Which lines below contain "High"? Pull them out.
--- MATERIALS PROVIDED ---
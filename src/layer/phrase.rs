//! Exact and n-gram phrase matching with protected-range tracking
//! (spec.md §4.8).

use std::sync::Arc;

use crate::context::Context;
use crate::layer::{Layer, LayerPriority, LayerStats, LayerStatsSnapshot};
use crate::model::{ImpactLevel, LayerDebugInfo, LayerResult, ProtectedRange, TextToken, TokenType};
use crate::repository::PhraseRepository;

const MAX_PHRASE_WORDS: usize = 8;
const MIN_PHRASE_WORDS: usize = 2;

struct PhraseMatch {
    start_position: usize,
    end_position: usize,
    target_phrase: String,
    confidence: f32,
}

fn word_tokens(tokens: &[TextToken]) -> Vec<&TextToken> {
    tokens.iter().filter(|t| t.token_type == TokenType::Word).collect()
}

fn match_confidence(raw_confidence: u32, len: usize) -> f32 {
    (0.6f32).max(raw_confidence as f32 / 100.0 + 0.05 * (len as f32 - 2.0)).clamp(0.0, 1.0)
}

fn find_ngram_matches(
    repo: &PhraseRepository,
    words: &[&TextToken],
    language_pair: &str,
) -> Vec<PhraseMatch> {
    let mut matches = Vec::new();
    let mut claimed = vec![false; words.len()];

    for len in (MIN_PHRASE_WORDS..=MAX_PHRASE_WORDS).rev() {
        if len > words.len() {
            continue;
        }
        let mut i = 0usize;
        while i + len <= words.len() {
            if claimed[i..i + len].iter().any(|&c| c) {
                i += 1;
                continue;
            }
            let window = &words[i..i + len];
            let joined = window
                .iter()
                .map(|t| t.normalized.as_str())
                .collect::<Vec<_>>()
                .join(" ");
            if let Ok(Some(entry)) = repo.get_phrase_translation(&joined, language_pair) {
                for c in &mut claimed[i..i + len] {
                    *c = true;
                }
                matches.push(PhraseMatch {
                    start_position: window[0].start_position,
                    end_position: window[len - 1].end_position,
                    target_phrase: entry.target_phrase,
                    confidence: match_confidence(entry.confidence, len),
                });
                i += len;
            } else {
                i += 1;
            }
        }
    }

    matches.sort_by_key(|m| m.start_position);
    matches
}

fn reconstruct(text: &str, matches: &[PhraseMatch]) -> (String, Vec<ProtectedRange>) {
    let mut out = String::with_capacity(text.len());
    let mut ranges = Vec::with_capacity(matches.len());
    let mut cursor = 0usize;
    for m in matches {
        out.push_str(&text[cursor..m.start_position]);
        let out_start = out.len();
        out.push_str(&m.target_phrase);
        ranges.push(ProtectedRange::new(out_start, out.len()));
        cursor = m.end_position;
    }
    out.push_str(&text[cursor..]);
    (out, ranges)
}

pub struct PhraseLayer {
    repository: Arc<PhraseRepository>,
    stats: LayerStats,
}

impl PhraseLayer {
    #[must_use]
    pub fn new(repository: Arc<PhraseRepository>) -> Self {
        Self {
            repository,
            stats: LayerStats::new(),
        }
    }
}

impl Layer for PhraseLayer {
    fn name(&self) -> &str {
        "phrase"
    }

    fn description(&self) -> &str {
        "Exact and n-gram phrase matching with protected-range tracking"
    }

    fn priority(&self) -> LayerPriority {
        LayerPriority::Phrase
    }

    fn can_handle(&self, _text: &str, context: &Context) -> bool {
        context
            .preprocessing_tokens
            .as_ref()
            .map(|tokens| word_tokens(tokens).len() >= MIN_PHRASE_WORDS)
            .unwrap_or(false)
    }

    fn process(&self, text: &str, context: &mut Context) -> LayerResult {
        let language_pair = context.language_pair();
        let Some(tokens) = context.preprocessing_tokens.clone() else {
            return LayerResult::no_change(text, LayerDebugInfo::default());
        };
        let words = word_tokens(&tokens);

        let full_join = words.iter().map(|t| t.normalized.as_str()).collect::<Vec<_>>().join(" ");
        if let Ok(Some(entry)) = self.repository.get_phrase_translation(&full_join, &language_pair) {
            let confidence = (0.7f32).max(entry.confidence as f32 / 100.0).clamp(0.0, 1.0);
            let target = entry.target_phrase;
            context.phrase_protected_ranges = vec![ProtectedRange::new(0, target.len())];
            context.phrase_applied = true;

            let debug_info = LayerDebugInfo {
                layer_name: self.name().to_string(),
                is_successful: true,
                items_processed: 1,
                modifications_count: 1,
                impact_level: Some(ImpactLevel::High.into()),
                was_modified: true,
                ..Default::default()
            };
            return LayerResult::success(target, confidence, debug_info);
        }

        let matches = find_ngram_matches(&self.repository, &words, &language_pair);
        if matches.is_empty() {
            return LayerResult::no_change(text, LayerDebugInfo::default());
        }

        let count = matches.len();
        let mean_confidence = matches.iter().map(|m| m.confidence).sum::<f32>() / count as f32;
        let (reconstructed, ranges) = reconstruct(text, &matches);

        context.phrase_protected_ranges = ranges;
        context.phrase_applied = true;

        let debug_info = LayerDebugInfo {
            layer_name: self.name().to_string(),
            is_successful: true,
            items_processed: count,
            modifications_count: count,
            impact_level: Some(ImpactLevel::Medium.into()),
            was_modified: true,
            ..Default::default()
        };
        LayerResult::success(reconstructed, mean_confidence, debug_info)
    }

    fn stats(&self) -> LayerStatsSnapshot {
        self.stats.snapshot()
    }
}
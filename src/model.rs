//! Data-model entities shared across repositories, layers, and the engine.

use std::collections::HashMap;

use chrono::{DateTime, Utc};
use serde::{Deserialize, Serialize};

/// Two lowercase ASCII language codes joined by `-`, e.g. `en-ru`.
#[derive(Clone, Debug, PartialEq, Eq, Hash, Serialize, Deserialize)]
pub struct LanguagePair {
    pub source: String,
    pub target: String,
}

impl LanguagePair {
    pub fn new(source: &str, target: &str) -> Self {
        Self {
            source: source.trim().to_ascii_lowercase(),
            target: target.trim().to_ascii_lowercase(),
        }
    }

    #[must_use]
    pub fn is_valid(&self) -> bool {
        !self.source.is_empty() && !self.target.is_empty()
    }

    #[must_use]
    pub fn as_key(&self) -> String {
        format!("{}-{}", self.source, self.target)
    }

    #[must_use]
    pub fn dir_name(&self) -> String {
        self.as_key()
    }
}

impl std::fmt::Display for LanguagePair {
    fn fmt(&self, f: &mut std::fmt::Formatter<'_>) -> std::fmt::Result {
        write!(f, "{}", self.as_key())
    }
}

#[derive(Clone, Debug, Serialize, Deserialize)]
pub struct DictionaryEntry {
    #[serde(default)]
    pub id: Option<String>,
    pub source_word: String,
    pub target_word: String,
    pub language_pair: String,
    #[serde(default)]
    pub part_of_speech: Option<String>,
    #[serde(default)]
    pub definition: Option<String>,
    #[serde(default)]
    pub frequency: u64,
    pub created_at: DateTime<Utc>,
    pub updated_at: DateTime<Utc>,
}

#[derive(Clone, Debug, Serialize, Deserialize)]
pub struct PhraseEntry {
    #[serde(default)]
    pub id: Option<String>,
    pub source_phrase: String,
    pub target_phrase: String,
    pub language_pair: String,
    #[serde(default)]
    pub category: Option<String>,
    #[serde(default)]
    pub context: Option<String>,
    #[serde(default)]
    pub confidence: u32,
    #[serde(default)]
    pub frequency: u64,
    #[serde(default)]
    pub usage_count: u64,
    pub created_at: DateTime<Utc>,
    pub updated_at: DateTime<Utc>,
}

impl PhraseEntry {
    #[must_use]
    pub fn word_count(&self) -> usize {
        self.source_phrase.split_whitespace().count()
    }
}

#[derive(Clone, Debug, Serialize, Deserialize)]
pub struct TranslationHistoryEntry {
    #[serde(default)]
    pub id: Option<String>,
    pub original_text: String,
    pub translated_text: String,
    pub language_pair: String,
    pub confidence: f32,
    pub processing_time_ms: u64,
    pub timestamp: DateTime<Utc>,
    #[serde(default)]
    pub session_id: Option<String>,
    #[serde(default)]
    pub metadata: serde_json::Value,
}

#[derive(Clone, Debug, Serialize, Deserialize)]
pub struct UserSetting {
    pub key: String,
    pub value: serde_json::Value,
    #[serde(default)]
    pub description: Option<String>,
    pub created_at: DateTime<Utc>,
    pub updated_at: DateTime<Utc>,
}

#[derive(Clone, Debug, Serialize, Deserialize)]
pub struct UserTranslationEdit {
    #[serde(default)]
    pub id: Option<String>,
    pub original_text: String,
    pub original_translation: String,
    pub user_translation: String,
    pub language_pair: String,
    #[serde(default)]
    pub reason: Option<String>,
    #[serde(default)]
    pub is_approved: bool,
    pub created_at: DateTime<Utc>,
    pub updated_at: DateTime<Utc>,
}

#[derive(Clone, Debug, Serialize, Deserialize)]
pub struct RulePattern {
    pub pattern: String,
    #[serde(default)]
    pub case_sensitive: bool,
}

#[derive(Clone, Debug, Serialize, Deserialize)]
pub struct GrammarRule {
    pub rule_id: String,
    pub source_language: String,
    pub target_language: String,
    pub description: String,
    pub pattern: String,
    #[serde(default)]
    pub case_sensitive: bool,
    pub replacement: String,
    #[serde(default)]
    pub priority: i32,
    #[serde(default)]
    pub conditions: Vec<String>,
}

#[derive(Clone, Debug, Serialize, Deserialize)]
pub struct WordOrderRule {
    pub rule_id: String,
    pub source_language: String,
    pub target_language: String,
    pub description: String,
    pub pattern: String,
    #[serde(default)]
    pub case_sensitive: bool,
    pub replacement: String,
    #[serde(default)]
    pub priority: i32,
    #[serde(default)]
    pub conditions: Vec<String>,
}

#[derive(Clone, Debug, Serialize, Deserialize)]
pub struct PostProcessingRule {
    pub rule_id: String,
    pub source_language: String,
    pub target_language: String,
    pub description: String,
    pub pattern: String,
    #[serde(default)]
    pub case_sensitive: bool,
    pub replacement: String,
    #[serde(default)]
    pub priority: i32,
    #[serde(default)]
    pub conditions: Vec<String>,
    #[serde(default)]
    pub is_global: bool,
    #[serde(default)]
    pub target_languages: Vec<String>,
}

/// Applies to either the common trio of rule kinds.
pub trait RegexRule {
    fn pattern(&self) -> &str;
    fn case_sensitive(&self) -> bool;
    fn replacement(&self) -> &str;
    fn priority(&self) -> i32;
    fn conditions(&self) -> &[String];
    fn source_language(&self) -> &str;
    fn target_language(&self) -> &str;

    fn applies_to(&self, source: &str, target: &str) -> bool {
        let matches_side = |rule_side: &str, actual: &str| {
            rule_side.eq_ignore_ascii_case("any") || rule_side.eq_ignore_ascii_case(actual)
        };
        matches_side(self.source_language(), source) && matches_side(self.target_language(), target)
    }
}

macro_rules! impl_regex_rule {
    ($ty:ty) => {
        impl RegexRule for $ty {
            fn pattern(&self) -> &str {
                &self.pattern
            }
            fn case_sensitive(&self) -> bool {
                self.case_sensitive
            }
            fn replacement(&self) -> &str {
                &self.replacement
            }
            fn priority(&self) -> i32 {
                self.priority
            }
            fn conditions(&self) -> &[String] {
                &self.conditions
            }
            fn source_language(&self) -> &str {
                &self.source_language
            }
            fn target_language(&self) -> &str {
                &self.target_language
            }
        }
    };
}

impl_regex_rule!(GrammarRule);
impl_regex_rule!(WordOrderRule);
impl_regex_rule!(PostProcessingRule);

#[derive(Clone, Copy, Debug, PartialEq, Eq, Serialize, Deserialize)]
pub enum TokenType {
    Word,
    Number,
    Punctuation,
    Whitespace,
    Newline,
    Special,
    Email,
    Url,
    Hashtag,
    Mention,
    Unknown,
}

#[derive(Clone, Debug, Serialize, Deserialize)]
pub struct TextToken {
    pub original: String,
    pub normalized: String,
    pub start_position: usize,
    pub end_position: usize,
    #[serde(rename = "type")]
    pub token_type: TokenType,
    pub confidence: f32,
    #[serde(default)]
    pub metadata: HashMap<String, String>,
}

impl TextToken {
    #[must_use]
    pub fn len(&self) -> usize {
        self.end_position.saturating_sub(self.start_position)
    }

    #[must_use]
    pub fn is_empty(&self) -> bool {
        self.len() == 0
    }

    #[must_use]
    pub fn is_word(&self) -> bool {
        self.token_type == TokenType::Word
    }
}

/// Half-open `[start, end)` interval in OUTPUT-text coordinates.
#[derive(Clone, Copy, Debug, PartialEq, Eq, Serialize, Deserialize)]
pub struct ProtectedRange {
    pub start: usize,
    pub end: usize,
}

impl ProtectedRange {
    #[must_use]
    pub fn new(start: usize, end: usize) -> Self {
        Self { start, end }
    }

    #[must_use]
    pub fn overlaps(&self, other: &ProtectedRange) -> bool {
        self.start < other.end && other.start < self.end
    }

    #[must_use]
    pub fn contains(&self, pos: usize) -> bool {
        pos >= self.start && pos < self.end
    }

    #[must_use]
    pub fn overlaps_span(&self, start: usize, end: usize) -> bool {
        self.start < end && start < self.end
    }
}

#[derive(Clone, Copy, Debug, PartialEq, Eq)]
pub enum ImpactLevel {
    None,
    Low,
    Medium,
    High,
}

#[derive(Clone, Debug, Default)]
pub struct LayerDebugInfo {
    pub layer_name: String,
    pub processing_time_ms: u64,
    pub is_successful: bool,
    pub has_error: bool,
    pub error_message: Option<String>,
    pub items_processed: usize,
    pub modifications_count: usize,
    pub impact_level: Option<ImpactLevelDebug>,
    pub cache_hits: u64,
    pub cache_misses: u64,
    pub input_text: Option<String>,
    pub output_text: Option<String>,
    pub was_modified: bool,
    pub additional_info: HashMap<String, String>,
    pub warnings: Vec<String>,
}

/// Serializable mirror of [`ImpactLevel`]; kept distinct because debug info is
/// surfaced to callers and must round-trip through plain data, unlike the
/// enum used internally by layers.
#[derive(Clone, Copy, Debug, PartialEq, Eq, Default)]
pub enum ImpactLevelDebug {
    #[default]
    None,
    Low,
    Medium,
    High,
}

impl From<ImpactLevel> for ImpactLevelDebug {
    fn from(v: ImpactLevel) -> Self {
        match v {
            ImpactLevel::None => ImpactLevelDebug::None,
            ImpactLevel::Low => ImpactLevelDebug::Low,
            ImpactLevel::Medium => ImpactLevelDebug::Medium,
            ImpactLevel::High => ImpactLevelDebug::High,
        }
    }
}

#[derive(Clone, Copy, Debug, PartialEq, Eq)]
pub enum LayerOutcome {
    Success,
    NoChange,
    Error,
}

#[derive(Clone, Debug)]
pub struct LayerResult {
    pub processed_text: String,
    pub outcome: LayerOutcome,
    pub error_message: Option<String>,
    pub confidence: f32,
    pub debug_info: LayerDebugInfo,
    pub metadata: HashMap<String, String>,
}

impl LayerResult {
    #[must_use]
    pub fn success(text: impl Into<String>, confidence: f32, debug_info: LayerDebugInfo) -> Self {
        Self {
            processed_text: text.into(),
            outcome: LayerOutcome::Success,
            error_message: None,
            confidence: confidence.clamp(0.0, 1.0),
            debug_info,
            metadata: HashMap::new(),
        }
    }

    #[must_use]
    pub fn no_change(text: impl Into<String>, mut debug_info: LayerDebugInfo) -> Self {
        debug_info.is_successful = true;
        debug_info.was_modified = false;
        Self {
            processed_text: text.into(),
            outcome: LayerOutcome::NoChange,
            error_message: None,
            confidence: 1.0,
            debug_info,
            metadata: HashMap::new(),
        }
    }

    #[must_use]
    pub fn error(text: impl Into<String>, message: impl Into<String>, layer_name: &str) -> Self {
        let message = message.into();
        let debug_info = LayerDebugInfo {
            layer_name: layer_name.to_string(),
            is_successful: false,
            has_error: true,
            error_message: Some(message.clone()),
            ..Default::default()
        };
        Self {
            processed_text: text.into(),
            outcome: LayerOutcome::Error,
            error_message: Some(message),
            confidence: 0.0,
            debug_info,
            metadata: HashMap::new(),
        }
    }

    #[must_use]
    pub fn is_success(&self) -> bool {
        matches!(self.outcome, LayerOutcome::Success)
    }

    #[must_use]
    pub fn is_error(&self) -> bool {
        matches!(self.outcome, LayerOutcome::Error)
    }
}

/// Computed once per post-processing run (spec.md §4.12).
#[derive(Clone, Debug)]
pub struct TextQualityMetrics {
    pub character_count: usize,
    pub word_count: usize,
    pub sentence_count: usize,
    pub mean_words_per_sentence: f32,
    pub has_correct_capitalization: bool,
    pub has_correct_punctuation: bool,
    pub corrections_made: usize,
    pub quality_score: f32,
}

#[derive(Clone, Debug)]
pub struct CacheMetricsSnapshot {
    pub hits: u64,
    pub misses: u64,
    pub hit_rate: f64,
    pub total_count: usize,
    pub estimated_memory_bytes: usize,
}

/// Snapshot returned by `Engine::get_metrics()`: aggregates cache metrics
/// (§4.2), per-layer statistics (§4.5), and a running request counter.
#[derive(Clone, Debug)]
pub struct EngineMetrics {
    pub requests_total: u64,
    pub requests_errored: u64,
    pub requests_timed_out: u64,
    pub dictionary_cache: CacheMetricsSnapshot,
    pub phrase_cache: CacheMetricsSnapshot,
    pub layer_stats: Vec<(String, LayerStatsSnapshotDebug)>,
}

/// Plain-data mirror of `layer::LayerStatsSnapshot`, kept in `model` so this
/// module doesn't need to depend on `layer` for a metrics-reporting type.
#[derive(Clone, Copy, Debug, Default)]
pub struct LayerStatsSnapshotDebug {
    pub processed: u64,
    pub succeeded: u64,
    pub errored: u64,
    pub skipped: u64,
    pub total_time_ms: u64,
}

#[derive(Clone, Debug)]
pub struct TranslationResult {
    pub original_text: String,
    pub translated_text: String,
    pub language_pair: String,
    pub confidence: f32,
    pub processing_time_ms: u64,
    pub layers_processed: usize,
    pub layer_results: Vec<LayerDebugInfo>,
    pub has_error: bool,
    pub error_message: Option<String>,
    pub cache_metrics: Option<CacheMetricsSnapshot>,
    pub timestamp: DateTime<Utc>,
    pub quality_score: Option<f32>,
    pub alternatives: Vec<String>,
    /// Compact snapshot of the request `Context`'s `additional_info`, for debugging.
    pub context_debug: HashMap<String, String>,
}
---
* OUTPUT OF THE EXERCISE
                impact_level: Some(ImpactLevel::High.into()),
    High,
    High,
            ImpactLevel::High => ImpactLevelDebug::High,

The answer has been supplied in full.